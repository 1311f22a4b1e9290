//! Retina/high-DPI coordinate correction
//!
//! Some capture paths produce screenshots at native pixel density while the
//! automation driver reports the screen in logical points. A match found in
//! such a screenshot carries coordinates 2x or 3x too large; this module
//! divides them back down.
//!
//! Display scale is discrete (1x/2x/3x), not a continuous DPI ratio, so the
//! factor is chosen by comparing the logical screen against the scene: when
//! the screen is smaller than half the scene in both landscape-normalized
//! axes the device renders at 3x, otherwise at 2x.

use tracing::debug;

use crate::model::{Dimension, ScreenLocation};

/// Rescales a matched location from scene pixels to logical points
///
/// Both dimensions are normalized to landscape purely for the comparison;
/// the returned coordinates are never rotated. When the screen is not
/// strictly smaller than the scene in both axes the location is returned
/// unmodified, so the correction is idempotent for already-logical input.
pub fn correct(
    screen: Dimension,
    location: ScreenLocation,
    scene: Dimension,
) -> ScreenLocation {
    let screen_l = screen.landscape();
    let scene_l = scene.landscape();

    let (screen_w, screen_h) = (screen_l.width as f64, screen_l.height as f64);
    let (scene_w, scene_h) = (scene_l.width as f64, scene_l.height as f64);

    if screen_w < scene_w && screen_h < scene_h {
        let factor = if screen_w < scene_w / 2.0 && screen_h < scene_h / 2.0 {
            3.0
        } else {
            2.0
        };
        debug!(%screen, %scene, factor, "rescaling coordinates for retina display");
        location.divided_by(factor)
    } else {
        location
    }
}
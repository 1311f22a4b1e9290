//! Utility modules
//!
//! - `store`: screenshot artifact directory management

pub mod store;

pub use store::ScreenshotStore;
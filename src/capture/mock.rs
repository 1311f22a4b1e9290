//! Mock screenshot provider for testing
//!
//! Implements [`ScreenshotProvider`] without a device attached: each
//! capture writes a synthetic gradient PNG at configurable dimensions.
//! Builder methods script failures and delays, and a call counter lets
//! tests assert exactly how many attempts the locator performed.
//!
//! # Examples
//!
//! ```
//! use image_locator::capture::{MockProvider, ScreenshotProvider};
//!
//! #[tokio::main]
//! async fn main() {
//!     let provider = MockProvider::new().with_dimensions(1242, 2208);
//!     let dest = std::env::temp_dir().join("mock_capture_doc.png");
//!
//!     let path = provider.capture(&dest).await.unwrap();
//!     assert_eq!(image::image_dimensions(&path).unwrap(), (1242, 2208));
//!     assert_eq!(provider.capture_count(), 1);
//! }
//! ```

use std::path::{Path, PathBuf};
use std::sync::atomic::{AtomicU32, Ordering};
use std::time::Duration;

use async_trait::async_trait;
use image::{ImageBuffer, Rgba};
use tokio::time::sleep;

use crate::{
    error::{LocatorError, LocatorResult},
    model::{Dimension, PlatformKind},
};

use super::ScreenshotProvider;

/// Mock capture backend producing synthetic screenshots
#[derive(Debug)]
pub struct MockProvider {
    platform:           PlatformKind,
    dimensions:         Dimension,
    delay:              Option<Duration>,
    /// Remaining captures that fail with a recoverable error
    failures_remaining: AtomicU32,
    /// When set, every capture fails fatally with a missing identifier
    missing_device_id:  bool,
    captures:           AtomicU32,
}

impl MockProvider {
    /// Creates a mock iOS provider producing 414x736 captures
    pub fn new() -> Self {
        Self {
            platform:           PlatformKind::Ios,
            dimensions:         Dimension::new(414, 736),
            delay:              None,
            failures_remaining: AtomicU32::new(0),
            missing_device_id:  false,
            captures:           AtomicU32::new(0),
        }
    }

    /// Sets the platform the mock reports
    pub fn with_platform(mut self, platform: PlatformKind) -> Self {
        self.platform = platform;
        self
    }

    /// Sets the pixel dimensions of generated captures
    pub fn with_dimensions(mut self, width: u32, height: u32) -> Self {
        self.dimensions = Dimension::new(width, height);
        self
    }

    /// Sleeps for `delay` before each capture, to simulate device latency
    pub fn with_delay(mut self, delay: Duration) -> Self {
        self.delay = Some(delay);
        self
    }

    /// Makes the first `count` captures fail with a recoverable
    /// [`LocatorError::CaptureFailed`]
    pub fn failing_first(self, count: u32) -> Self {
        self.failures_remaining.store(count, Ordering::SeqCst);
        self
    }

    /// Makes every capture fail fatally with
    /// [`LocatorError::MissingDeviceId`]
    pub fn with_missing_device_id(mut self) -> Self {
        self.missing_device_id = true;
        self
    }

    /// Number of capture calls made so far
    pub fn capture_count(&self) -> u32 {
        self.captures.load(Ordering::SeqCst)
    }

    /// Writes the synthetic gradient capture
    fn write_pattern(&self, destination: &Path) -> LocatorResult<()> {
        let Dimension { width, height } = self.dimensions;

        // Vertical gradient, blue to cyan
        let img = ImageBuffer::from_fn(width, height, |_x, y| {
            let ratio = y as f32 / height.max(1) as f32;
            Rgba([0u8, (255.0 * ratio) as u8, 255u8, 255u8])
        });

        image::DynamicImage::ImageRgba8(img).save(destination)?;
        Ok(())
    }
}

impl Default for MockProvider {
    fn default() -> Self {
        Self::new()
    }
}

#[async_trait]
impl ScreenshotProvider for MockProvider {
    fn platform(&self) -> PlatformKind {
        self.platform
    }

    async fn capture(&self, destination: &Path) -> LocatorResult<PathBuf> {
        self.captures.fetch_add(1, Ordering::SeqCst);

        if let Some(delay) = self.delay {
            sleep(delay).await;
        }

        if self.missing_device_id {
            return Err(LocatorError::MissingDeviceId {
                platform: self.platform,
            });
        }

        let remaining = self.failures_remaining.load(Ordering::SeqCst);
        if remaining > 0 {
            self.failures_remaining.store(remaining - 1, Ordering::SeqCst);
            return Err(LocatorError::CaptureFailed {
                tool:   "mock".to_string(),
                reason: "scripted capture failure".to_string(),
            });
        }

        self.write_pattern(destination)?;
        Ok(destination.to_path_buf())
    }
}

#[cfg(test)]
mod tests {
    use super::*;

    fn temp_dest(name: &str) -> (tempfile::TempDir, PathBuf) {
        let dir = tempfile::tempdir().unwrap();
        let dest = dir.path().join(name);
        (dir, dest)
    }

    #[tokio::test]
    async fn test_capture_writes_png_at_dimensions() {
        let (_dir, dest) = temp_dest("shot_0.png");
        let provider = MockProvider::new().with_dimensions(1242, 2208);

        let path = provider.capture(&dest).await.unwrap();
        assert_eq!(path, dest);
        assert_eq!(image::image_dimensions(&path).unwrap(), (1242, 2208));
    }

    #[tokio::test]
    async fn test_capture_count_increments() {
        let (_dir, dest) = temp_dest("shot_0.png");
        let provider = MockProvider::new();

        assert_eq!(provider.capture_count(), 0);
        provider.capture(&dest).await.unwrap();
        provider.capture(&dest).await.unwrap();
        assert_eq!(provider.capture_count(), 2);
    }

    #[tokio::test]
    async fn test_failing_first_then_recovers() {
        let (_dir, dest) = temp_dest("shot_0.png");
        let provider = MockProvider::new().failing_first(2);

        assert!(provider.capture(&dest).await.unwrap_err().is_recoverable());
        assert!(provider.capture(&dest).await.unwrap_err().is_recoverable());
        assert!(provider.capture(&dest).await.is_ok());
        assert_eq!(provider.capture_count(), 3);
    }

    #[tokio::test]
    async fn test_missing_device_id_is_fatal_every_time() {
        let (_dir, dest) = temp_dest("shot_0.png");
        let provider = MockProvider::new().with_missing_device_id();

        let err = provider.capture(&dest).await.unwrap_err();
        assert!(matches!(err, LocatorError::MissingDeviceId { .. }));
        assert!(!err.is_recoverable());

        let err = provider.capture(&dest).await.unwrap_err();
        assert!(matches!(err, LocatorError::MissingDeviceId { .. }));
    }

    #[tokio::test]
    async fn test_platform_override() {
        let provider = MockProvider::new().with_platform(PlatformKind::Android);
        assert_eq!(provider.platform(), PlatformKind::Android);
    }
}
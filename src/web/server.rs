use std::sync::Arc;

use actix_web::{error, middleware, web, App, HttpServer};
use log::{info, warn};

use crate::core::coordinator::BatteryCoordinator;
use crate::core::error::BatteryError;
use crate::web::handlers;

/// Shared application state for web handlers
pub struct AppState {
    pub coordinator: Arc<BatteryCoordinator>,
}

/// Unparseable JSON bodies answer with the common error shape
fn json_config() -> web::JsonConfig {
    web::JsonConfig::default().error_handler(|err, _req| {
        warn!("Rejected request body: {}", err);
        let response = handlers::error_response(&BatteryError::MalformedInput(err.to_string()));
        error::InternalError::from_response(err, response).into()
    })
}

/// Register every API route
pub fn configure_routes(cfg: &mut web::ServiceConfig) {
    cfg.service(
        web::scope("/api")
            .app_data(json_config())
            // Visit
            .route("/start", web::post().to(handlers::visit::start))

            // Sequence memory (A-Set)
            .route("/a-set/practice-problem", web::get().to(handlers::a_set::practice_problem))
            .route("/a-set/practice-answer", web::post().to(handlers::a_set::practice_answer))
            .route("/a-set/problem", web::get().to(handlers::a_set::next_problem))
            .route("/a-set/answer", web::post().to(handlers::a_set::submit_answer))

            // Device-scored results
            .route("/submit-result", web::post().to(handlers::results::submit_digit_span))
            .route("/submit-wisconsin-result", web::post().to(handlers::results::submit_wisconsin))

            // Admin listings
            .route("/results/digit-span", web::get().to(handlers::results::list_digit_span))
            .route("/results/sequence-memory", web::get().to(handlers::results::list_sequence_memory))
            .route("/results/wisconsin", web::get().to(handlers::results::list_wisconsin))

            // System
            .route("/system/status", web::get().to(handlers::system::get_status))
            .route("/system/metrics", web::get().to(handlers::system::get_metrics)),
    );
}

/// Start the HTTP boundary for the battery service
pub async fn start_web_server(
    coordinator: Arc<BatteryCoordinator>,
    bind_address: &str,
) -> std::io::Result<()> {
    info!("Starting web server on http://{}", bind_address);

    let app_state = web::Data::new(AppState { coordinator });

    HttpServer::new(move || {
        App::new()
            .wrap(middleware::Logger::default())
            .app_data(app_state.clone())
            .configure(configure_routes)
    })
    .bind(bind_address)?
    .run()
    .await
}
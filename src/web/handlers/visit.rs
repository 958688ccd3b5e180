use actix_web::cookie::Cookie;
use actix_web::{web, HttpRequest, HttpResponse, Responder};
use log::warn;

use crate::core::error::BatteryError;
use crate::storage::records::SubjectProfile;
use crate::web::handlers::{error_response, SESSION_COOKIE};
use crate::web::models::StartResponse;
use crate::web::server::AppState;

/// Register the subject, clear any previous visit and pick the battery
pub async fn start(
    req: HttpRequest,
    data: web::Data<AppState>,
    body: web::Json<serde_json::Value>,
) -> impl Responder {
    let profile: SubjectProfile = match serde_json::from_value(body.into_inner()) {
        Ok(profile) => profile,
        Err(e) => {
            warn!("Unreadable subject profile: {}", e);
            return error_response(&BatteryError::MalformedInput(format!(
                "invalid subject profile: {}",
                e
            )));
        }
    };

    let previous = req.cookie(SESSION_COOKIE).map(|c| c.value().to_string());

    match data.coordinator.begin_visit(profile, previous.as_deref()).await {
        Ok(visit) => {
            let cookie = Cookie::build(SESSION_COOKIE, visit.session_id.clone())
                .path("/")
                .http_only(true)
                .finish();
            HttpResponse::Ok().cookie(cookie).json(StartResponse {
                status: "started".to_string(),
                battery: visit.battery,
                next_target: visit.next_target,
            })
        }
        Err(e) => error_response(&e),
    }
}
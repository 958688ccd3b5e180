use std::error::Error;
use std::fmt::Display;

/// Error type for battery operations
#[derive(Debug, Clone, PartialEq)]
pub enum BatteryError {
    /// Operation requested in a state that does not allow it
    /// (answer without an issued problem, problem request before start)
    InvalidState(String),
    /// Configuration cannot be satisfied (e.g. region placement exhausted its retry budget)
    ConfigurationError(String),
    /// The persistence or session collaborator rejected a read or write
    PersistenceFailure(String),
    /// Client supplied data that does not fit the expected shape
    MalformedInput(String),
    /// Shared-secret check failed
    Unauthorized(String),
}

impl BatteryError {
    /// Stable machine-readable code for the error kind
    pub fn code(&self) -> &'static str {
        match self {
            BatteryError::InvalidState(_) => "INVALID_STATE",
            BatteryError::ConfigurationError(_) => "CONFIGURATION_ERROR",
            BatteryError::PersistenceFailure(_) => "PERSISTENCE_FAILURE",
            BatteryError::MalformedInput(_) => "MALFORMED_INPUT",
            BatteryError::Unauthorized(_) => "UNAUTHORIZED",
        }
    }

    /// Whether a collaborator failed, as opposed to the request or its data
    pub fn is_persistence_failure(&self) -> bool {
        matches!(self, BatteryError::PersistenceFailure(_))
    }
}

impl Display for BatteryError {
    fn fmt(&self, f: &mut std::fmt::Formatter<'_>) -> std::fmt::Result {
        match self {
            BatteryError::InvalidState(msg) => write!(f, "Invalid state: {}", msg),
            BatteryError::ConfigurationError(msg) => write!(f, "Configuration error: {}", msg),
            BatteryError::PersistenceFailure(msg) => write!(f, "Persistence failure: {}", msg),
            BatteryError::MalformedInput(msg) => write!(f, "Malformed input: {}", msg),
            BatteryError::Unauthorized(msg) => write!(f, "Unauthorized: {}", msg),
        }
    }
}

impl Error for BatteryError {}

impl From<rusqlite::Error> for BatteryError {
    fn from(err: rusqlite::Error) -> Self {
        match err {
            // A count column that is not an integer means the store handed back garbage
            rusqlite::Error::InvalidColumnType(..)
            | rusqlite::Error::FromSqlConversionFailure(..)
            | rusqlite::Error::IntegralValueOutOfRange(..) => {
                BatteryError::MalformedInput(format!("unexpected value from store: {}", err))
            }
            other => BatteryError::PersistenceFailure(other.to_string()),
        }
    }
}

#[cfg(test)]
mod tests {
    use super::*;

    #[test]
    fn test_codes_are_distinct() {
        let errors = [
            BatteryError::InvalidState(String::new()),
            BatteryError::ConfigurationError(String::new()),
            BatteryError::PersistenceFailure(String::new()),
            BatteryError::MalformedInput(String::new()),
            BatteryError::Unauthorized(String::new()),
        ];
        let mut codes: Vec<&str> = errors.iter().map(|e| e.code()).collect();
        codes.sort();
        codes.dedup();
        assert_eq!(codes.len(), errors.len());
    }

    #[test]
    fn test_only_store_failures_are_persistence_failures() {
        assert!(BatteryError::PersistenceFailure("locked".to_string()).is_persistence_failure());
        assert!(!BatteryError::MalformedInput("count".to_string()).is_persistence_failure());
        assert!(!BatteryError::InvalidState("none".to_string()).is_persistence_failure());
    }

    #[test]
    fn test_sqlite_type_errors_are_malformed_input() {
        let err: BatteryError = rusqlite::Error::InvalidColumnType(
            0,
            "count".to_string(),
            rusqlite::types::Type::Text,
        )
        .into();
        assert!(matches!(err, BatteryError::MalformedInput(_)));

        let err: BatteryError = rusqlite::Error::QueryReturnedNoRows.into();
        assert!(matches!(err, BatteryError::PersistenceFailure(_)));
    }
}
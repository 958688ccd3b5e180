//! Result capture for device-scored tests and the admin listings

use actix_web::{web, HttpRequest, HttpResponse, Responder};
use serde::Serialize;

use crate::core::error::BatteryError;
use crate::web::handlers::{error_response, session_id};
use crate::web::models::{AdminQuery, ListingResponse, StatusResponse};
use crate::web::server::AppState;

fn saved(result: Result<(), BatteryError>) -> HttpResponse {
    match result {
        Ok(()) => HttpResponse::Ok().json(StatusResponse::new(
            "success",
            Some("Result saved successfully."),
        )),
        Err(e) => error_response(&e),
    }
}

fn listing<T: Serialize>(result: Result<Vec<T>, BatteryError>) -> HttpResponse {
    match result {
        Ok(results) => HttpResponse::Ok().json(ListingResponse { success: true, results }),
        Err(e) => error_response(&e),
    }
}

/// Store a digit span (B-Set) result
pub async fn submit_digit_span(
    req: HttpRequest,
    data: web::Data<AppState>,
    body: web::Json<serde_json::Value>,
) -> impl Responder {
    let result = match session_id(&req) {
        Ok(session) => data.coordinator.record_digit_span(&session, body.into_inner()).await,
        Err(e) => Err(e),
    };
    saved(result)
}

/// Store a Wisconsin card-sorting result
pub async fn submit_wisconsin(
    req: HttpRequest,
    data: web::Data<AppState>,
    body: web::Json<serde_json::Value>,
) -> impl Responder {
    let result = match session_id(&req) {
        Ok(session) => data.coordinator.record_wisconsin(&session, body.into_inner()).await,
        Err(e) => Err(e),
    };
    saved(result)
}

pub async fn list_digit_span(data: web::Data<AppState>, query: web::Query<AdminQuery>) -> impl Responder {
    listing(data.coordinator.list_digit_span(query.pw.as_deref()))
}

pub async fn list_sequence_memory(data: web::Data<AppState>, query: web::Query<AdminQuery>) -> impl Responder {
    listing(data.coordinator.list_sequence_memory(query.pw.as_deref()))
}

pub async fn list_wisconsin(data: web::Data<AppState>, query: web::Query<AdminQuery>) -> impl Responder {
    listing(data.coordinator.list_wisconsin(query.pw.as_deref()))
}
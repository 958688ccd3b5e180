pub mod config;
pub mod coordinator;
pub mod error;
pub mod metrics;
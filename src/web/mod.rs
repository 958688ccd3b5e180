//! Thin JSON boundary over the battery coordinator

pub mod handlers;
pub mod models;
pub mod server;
# # # # #
> Task goal
Repeat exactly the lines that run from the opening of the listing through the line holding "screen is not". Leave out everything else.

> Answer section
repository 1311f22a4b1e9290
//! Retina/high-DPI coordinate correction
//!
//! Some capture paths produce screenshots at native pixel density while the
//! automation driver reports the screen in logical points. A match found in
//! such a screenshot carries coordinates 2x or 3x too large; this module
//! divides them back down.
//!
//! Display scale is discrete (1x/2x/3x), not a continuous DPI ratio, so the
//! factor is chosen by comparing the logical screen against the scene: when
//! the screen is smaller than half the scene in both landscape-normalized
//! axes the device renders at 3x, otherwise at 2x.

use tracing::debug;

use crate::model::{Dimension, ScreenLocation};

/// Rescales a matched location from scene pixels to logical points
///
/// Both dimensions are normalized to landscape purely for the comparison;
/// the returned coordinates are never rotated. When the screen is not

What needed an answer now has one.